[Supplied information]
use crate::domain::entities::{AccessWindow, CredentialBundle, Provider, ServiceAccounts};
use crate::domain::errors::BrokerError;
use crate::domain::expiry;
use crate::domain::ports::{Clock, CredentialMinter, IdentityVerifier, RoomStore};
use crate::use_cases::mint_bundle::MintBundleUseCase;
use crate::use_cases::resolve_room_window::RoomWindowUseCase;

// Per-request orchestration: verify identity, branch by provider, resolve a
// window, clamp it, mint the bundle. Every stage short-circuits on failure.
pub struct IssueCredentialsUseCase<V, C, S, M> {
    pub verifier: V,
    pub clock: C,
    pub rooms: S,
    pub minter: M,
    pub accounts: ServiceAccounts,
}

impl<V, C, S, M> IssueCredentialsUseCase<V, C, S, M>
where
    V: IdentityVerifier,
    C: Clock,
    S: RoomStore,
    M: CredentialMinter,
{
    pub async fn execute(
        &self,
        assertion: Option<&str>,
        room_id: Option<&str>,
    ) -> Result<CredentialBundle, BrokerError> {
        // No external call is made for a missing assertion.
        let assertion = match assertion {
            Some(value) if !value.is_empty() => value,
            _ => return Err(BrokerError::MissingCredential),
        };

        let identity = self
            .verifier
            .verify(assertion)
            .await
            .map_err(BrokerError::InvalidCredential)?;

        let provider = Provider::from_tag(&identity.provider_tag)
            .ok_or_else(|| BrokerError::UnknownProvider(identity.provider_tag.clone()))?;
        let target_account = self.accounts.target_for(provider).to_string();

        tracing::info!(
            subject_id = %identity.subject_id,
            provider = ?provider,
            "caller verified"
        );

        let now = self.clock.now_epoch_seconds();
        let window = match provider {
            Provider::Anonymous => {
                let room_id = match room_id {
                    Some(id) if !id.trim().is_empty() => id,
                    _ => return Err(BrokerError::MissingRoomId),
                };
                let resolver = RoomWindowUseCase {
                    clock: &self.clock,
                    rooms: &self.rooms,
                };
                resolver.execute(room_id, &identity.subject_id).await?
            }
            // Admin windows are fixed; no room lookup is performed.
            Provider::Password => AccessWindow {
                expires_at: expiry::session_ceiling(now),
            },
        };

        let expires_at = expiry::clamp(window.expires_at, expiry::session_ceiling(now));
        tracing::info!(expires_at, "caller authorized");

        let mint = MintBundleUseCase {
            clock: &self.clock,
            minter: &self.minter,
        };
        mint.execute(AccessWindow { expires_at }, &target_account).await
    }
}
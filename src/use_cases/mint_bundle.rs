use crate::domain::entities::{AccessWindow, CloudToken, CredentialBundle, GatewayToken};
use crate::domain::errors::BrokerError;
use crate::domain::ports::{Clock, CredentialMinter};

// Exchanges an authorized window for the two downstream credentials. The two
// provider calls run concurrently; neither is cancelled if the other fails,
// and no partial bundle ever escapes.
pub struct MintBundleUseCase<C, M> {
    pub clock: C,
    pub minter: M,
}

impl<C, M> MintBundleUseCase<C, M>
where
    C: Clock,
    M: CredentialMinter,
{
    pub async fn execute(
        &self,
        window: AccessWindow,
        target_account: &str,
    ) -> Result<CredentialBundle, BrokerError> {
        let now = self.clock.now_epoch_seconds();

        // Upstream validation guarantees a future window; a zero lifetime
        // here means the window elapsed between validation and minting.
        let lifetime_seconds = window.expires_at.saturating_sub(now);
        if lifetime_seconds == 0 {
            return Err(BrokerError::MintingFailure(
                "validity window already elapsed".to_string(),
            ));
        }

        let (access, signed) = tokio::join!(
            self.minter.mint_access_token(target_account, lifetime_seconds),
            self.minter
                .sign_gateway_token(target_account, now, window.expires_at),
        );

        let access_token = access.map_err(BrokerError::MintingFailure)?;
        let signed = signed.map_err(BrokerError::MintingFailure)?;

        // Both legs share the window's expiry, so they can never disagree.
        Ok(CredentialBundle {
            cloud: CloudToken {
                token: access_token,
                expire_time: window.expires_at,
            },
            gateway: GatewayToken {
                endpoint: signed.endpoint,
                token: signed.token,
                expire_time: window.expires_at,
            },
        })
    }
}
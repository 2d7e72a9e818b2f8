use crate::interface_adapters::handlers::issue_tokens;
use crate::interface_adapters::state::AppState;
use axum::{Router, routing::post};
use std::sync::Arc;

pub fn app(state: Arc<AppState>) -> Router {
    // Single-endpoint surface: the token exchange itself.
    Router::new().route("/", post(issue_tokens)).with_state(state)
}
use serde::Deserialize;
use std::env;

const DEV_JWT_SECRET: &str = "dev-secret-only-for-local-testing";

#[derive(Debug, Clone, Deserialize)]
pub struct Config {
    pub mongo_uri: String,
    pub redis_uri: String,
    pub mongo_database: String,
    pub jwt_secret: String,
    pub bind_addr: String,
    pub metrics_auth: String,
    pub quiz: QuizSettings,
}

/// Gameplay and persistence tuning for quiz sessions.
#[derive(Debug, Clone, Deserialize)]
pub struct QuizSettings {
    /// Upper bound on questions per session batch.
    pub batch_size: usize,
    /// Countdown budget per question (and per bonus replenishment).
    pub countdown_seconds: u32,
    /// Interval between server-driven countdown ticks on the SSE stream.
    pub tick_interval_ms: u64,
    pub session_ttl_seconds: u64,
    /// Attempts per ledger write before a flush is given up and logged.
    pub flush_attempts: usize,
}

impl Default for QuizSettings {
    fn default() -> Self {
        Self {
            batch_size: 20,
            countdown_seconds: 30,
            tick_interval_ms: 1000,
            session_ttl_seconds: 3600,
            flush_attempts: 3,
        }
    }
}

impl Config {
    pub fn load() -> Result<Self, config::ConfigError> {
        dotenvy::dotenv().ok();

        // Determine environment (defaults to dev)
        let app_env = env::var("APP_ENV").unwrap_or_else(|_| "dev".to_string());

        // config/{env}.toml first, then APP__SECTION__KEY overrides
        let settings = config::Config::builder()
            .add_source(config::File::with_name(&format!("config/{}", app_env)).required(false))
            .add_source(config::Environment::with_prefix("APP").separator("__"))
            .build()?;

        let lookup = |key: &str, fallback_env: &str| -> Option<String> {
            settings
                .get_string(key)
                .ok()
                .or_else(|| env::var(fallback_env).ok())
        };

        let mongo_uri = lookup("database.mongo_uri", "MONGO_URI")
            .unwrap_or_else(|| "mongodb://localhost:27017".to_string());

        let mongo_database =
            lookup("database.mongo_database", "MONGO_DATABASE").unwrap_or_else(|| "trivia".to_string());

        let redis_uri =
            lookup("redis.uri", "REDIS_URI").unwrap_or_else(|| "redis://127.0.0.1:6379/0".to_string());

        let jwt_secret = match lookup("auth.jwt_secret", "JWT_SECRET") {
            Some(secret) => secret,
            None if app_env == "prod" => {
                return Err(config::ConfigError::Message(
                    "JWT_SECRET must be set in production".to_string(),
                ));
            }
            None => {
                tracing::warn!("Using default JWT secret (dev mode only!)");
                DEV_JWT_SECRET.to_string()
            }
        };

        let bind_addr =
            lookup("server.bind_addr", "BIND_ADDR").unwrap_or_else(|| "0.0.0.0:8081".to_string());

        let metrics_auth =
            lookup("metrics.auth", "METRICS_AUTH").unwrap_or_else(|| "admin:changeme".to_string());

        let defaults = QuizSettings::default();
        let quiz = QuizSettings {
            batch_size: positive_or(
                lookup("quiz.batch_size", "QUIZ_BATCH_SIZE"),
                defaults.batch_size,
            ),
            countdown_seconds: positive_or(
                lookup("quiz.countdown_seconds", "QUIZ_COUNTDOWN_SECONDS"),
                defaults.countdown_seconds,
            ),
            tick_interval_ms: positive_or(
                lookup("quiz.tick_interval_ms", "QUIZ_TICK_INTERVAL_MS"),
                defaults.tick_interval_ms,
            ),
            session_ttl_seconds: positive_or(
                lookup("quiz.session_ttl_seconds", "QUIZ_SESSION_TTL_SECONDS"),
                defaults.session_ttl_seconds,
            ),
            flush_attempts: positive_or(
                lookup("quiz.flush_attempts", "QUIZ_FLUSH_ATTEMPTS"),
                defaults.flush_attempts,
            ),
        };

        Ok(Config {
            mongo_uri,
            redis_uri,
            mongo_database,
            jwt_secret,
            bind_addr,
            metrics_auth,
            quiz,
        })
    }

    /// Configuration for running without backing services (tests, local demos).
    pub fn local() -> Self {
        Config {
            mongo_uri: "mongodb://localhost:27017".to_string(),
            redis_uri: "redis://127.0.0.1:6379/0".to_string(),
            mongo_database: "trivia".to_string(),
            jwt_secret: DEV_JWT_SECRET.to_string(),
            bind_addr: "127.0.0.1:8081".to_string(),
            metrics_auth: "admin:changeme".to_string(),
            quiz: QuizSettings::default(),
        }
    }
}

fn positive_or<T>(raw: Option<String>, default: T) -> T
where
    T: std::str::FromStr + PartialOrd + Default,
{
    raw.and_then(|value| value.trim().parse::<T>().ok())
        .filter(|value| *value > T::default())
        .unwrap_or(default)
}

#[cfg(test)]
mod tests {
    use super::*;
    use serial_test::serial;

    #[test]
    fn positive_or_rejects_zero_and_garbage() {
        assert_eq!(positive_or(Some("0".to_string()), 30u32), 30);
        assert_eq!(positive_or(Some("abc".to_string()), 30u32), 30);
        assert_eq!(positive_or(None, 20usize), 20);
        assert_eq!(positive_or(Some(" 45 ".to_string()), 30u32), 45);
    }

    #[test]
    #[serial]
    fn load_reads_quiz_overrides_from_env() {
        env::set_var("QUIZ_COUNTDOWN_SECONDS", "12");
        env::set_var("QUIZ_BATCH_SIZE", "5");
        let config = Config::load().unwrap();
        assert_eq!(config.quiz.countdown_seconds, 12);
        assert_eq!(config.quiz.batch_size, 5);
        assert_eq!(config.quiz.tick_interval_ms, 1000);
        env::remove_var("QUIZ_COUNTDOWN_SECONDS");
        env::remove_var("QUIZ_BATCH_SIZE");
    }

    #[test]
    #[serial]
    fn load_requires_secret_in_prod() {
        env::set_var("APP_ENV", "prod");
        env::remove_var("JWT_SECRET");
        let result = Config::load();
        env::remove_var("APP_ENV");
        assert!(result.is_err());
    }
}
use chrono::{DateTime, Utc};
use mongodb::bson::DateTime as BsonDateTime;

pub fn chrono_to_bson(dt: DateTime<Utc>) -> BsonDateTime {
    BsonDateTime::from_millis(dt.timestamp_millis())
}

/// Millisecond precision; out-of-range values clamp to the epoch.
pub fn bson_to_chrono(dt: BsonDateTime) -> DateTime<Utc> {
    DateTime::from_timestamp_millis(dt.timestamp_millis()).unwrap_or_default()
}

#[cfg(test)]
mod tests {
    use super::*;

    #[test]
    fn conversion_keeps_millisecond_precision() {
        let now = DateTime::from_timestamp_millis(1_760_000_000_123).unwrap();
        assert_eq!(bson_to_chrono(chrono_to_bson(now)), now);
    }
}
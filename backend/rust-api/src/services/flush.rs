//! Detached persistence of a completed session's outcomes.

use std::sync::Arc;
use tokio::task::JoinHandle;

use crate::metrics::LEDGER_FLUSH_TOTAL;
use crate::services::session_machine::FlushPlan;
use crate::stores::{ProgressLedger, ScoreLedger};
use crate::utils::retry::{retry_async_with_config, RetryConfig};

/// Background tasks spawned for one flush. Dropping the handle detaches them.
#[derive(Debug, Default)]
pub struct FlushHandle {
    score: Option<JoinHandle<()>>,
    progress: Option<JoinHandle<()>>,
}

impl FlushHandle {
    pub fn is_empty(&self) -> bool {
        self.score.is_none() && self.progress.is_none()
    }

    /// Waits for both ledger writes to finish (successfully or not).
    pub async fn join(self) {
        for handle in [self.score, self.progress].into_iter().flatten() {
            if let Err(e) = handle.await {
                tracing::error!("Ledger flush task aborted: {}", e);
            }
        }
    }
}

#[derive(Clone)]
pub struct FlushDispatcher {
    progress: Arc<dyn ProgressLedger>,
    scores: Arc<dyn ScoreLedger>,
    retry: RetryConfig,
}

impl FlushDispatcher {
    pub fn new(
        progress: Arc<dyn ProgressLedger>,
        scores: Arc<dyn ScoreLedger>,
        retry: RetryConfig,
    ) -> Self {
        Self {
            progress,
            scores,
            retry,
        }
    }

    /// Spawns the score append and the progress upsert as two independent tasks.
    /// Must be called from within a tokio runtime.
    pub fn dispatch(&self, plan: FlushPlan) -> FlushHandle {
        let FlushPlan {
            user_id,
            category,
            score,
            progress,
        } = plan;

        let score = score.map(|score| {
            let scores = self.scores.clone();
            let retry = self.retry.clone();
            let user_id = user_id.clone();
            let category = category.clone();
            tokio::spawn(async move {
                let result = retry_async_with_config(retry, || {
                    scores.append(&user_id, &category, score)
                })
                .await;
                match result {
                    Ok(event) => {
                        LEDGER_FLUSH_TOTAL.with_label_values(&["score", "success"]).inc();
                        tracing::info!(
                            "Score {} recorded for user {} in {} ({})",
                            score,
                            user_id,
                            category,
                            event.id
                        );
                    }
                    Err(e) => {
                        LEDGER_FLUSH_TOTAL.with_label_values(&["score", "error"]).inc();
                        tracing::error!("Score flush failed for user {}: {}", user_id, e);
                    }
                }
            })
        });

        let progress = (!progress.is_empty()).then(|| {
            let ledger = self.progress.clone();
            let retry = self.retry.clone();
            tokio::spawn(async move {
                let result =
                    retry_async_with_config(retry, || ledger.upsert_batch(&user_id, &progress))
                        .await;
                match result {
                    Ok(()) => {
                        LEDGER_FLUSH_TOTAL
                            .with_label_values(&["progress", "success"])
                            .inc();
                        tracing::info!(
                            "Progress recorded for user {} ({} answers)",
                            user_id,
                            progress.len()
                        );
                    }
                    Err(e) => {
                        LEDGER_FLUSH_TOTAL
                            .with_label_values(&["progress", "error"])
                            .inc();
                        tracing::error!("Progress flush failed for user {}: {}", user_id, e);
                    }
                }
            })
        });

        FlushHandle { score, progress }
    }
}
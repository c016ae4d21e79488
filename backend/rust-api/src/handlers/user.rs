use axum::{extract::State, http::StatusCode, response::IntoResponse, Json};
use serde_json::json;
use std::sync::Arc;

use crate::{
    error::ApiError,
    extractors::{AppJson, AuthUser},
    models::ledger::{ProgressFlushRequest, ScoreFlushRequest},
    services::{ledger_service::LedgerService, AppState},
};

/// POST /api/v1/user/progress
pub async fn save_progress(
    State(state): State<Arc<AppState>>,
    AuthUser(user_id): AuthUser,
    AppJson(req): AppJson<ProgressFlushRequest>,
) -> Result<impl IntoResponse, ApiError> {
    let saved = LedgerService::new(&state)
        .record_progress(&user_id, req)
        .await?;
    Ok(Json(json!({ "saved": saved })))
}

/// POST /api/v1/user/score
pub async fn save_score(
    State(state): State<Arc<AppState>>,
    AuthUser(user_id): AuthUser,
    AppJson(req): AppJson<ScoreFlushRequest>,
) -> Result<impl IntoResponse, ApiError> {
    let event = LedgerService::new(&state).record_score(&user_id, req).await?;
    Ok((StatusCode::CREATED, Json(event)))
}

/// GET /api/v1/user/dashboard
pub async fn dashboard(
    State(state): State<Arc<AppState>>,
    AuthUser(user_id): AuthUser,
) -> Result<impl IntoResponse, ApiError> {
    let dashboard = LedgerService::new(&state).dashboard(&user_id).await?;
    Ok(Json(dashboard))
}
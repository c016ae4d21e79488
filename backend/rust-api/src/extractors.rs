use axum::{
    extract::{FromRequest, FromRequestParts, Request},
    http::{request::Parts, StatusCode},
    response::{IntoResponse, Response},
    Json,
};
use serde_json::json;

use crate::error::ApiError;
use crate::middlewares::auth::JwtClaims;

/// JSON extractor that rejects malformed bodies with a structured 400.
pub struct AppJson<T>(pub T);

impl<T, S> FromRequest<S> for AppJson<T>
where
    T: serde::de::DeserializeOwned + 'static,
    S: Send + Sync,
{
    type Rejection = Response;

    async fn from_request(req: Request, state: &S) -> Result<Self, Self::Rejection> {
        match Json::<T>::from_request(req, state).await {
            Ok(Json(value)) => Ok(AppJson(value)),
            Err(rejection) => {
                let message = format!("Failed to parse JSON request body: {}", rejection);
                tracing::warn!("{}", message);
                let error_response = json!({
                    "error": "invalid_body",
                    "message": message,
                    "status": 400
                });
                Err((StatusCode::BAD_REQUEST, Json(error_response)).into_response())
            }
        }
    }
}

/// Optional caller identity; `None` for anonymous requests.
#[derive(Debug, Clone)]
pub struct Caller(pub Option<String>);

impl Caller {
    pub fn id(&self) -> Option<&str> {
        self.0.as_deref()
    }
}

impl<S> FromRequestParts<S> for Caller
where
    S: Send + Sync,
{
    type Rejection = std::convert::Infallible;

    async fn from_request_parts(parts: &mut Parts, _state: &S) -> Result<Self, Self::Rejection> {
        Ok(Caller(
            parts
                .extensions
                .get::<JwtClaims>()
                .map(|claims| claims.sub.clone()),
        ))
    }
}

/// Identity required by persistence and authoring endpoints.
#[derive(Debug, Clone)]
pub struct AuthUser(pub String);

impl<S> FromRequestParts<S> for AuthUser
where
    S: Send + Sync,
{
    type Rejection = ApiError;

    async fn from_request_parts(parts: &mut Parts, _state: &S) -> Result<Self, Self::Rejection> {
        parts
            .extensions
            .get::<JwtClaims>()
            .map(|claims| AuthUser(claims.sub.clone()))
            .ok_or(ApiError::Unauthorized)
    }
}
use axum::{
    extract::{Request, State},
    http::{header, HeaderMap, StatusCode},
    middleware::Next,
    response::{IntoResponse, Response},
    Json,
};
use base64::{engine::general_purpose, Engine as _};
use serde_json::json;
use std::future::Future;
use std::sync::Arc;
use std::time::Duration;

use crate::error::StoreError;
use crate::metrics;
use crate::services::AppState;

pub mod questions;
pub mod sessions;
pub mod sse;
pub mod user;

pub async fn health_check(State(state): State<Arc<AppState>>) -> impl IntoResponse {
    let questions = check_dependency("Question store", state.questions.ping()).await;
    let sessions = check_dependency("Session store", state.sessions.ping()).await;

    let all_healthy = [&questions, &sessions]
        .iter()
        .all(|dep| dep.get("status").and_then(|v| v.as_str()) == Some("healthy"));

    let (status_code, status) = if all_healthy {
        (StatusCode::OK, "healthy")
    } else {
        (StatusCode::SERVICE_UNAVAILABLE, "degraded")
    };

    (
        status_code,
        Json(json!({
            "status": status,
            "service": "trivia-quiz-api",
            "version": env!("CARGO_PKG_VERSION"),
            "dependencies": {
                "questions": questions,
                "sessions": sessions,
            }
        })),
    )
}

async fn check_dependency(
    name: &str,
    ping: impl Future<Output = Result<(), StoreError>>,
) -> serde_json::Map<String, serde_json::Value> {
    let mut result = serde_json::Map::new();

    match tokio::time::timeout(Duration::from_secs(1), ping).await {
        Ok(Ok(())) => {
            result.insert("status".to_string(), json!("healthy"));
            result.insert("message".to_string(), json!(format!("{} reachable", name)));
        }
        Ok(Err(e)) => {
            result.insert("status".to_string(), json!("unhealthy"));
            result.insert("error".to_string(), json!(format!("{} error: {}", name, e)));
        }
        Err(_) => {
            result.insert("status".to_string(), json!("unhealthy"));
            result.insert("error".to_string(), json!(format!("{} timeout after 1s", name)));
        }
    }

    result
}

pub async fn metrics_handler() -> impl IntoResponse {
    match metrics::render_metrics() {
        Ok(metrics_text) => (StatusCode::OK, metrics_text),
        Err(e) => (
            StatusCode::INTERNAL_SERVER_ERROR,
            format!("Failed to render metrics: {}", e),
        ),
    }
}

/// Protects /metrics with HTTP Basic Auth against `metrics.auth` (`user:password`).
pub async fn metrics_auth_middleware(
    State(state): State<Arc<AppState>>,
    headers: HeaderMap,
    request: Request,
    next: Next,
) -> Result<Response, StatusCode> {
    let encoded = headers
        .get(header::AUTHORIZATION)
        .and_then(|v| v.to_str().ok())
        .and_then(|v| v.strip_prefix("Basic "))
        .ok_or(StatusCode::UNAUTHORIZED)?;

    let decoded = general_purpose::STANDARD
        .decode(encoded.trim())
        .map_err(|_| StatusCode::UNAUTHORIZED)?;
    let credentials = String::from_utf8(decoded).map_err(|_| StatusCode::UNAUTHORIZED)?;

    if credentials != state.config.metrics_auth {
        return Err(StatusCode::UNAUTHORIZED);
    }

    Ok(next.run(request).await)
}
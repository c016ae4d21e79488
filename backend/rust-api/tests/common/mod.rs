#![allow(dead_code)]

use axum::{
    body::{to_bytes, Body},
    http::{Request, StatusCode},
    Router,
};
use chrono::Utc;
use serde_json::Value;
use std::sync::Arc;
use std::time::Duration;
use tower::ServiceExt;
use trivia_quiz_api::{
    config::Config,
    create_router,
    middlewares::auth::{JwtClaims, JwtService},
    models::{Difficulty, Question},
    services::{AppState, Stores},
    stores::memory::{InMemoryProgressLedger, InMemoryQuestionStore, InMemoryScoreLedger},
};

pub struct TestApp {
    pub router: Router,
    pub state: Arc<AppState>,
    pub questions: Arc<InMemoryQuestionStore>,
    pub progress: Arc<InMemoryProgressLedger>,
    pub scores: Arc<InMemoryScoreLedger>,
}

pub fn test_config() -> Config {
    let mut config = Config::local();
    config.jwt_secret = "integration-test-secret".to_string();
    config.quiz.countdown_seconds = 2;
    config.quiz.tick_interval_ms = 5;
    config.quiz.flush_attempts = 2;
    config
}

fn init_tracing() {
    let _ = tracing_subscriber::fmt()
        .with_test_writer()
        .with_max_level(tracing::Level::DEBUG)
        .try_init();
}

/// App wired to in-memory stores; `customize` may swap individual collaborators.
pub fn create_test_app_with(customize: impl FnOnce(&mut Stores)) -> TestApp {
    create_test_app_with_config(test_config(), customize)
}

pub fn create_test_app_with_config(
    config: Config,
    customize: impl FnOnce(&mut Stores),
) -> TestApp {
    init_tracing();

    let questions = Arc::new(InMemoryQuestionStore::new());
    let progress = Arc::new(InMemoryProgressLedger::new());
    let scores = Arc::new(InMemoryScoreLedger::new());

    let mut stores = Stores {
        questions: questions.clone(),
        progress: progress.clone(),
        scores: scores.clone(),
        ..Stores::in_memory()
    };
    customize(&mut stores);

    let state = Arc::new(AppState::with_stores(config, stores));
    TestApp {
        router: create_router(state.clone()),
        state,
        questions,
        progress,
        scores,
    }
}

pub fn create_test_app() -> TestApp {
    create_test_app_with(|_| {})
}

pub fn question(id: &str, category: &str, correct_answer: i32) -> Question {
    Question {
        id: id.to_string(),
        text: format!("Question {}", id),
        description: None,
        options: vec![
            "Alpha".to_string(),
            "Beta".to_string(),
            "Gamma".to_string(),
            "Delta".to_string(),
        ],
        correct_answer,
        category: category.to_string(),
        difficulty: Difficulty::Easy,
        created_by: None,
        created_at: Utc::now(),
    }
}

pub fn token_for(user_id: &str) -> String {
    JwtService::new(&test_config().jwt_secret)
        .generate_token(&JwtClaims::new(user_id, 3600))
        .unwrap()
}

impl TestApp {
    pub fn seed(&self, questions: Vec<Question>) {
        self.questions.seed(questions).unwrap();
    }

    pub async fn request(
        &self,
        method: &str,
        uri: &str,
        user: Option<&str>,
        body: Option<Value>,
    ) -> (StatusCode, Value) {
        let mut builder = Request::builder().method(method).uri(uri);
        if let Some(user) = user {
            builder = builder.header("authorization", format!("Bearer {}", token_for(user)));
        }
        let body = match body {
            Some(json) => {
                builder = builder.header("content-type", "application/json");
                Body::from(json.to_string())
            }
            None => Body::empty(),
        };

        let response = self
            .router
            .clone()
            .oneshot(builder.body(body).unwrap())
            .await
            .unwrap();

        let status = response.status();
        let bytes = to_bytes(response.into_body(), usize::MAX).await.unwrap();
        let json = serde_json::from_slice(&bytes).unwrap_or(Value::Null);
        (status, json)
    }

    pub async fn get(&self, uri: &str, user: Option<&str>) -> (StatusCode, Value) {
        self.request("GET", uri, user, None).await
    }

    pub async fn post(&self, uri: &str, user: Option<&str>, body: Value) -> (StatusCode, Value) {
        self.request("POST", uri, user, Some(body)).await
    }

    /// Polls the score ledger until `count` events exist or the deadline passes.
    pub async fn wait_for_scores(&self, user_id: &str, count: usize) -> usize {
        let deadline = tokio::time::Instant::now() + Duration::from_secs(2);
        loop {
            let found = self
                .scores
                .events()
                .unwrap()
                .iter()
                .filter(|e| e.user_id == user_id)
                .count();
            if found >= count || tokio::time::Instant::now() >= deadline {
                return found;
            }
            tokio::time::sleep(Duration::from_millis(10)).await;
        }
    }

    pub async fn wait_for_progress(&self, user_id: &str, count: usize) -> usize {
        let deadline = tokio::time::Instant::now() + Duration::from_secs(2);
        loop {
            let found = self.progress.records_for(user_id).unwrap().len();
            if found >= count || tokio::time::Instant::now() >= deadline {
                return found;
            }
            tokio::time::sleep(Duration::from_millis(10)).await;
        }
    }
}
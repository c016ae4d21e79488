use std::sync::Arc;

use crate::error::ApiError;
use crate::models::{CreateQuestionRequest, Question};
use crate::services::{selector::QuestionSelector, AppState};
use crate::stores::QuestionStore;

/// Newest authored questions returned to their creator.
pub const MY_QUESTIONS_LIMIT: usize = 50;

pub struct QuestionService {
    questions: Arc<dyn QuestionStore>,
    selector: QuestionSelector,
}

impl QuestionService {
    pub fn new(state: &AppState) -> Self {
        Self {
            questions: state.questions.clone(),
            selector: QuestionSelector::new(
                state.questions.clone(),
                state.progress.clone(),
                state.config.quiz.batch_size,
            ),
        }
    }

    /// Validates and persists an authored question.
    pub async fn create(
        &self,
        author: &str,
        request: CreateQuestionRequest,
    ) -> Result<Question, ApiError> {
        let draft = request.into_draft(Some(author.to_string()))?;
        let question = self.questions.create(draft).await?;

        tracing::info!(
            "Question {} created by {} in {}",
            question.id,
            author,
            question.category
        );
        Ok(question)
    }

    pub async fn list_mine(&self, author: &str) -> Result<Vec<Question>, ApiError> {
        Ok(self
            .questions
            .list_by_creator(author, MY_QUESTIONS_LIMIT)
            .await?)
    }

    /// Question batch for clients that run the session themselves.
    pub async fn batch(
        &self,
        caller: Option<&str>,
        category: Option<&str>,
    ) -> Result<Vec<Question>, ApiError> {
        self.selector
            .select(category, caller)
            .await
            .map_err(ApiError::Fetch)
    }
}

[Task objective]
Return the lines exactly as they stand, please. Start at the top of the material and finish with the line where "pub struct IssueCredentialsUseCase<V, C, S, M>" appears.

[Your solution]
use crate::domain::entities::{AccessWindow, CredentialBundle, Provider, ServiceAccounts};
use crate::domain::errors::BrokerError;
use crate::domain::expiry;
use crate::domain::ports::{Clock, CredentialMinter, IdentityVerifier, RoomStore};
use crate::use_cases::mint_bundle::MintBundleUseCase;
use crate::use_cases::resolve_room_window::RoomWindowUseCase;

// Per-request orchestration: verify identity, branch by provider, resolve a
// window, clamp it, mint the bundle. Every stage short-circuits on failure.
pub struct IssueCredentialsUseCase<V, C, S, M> {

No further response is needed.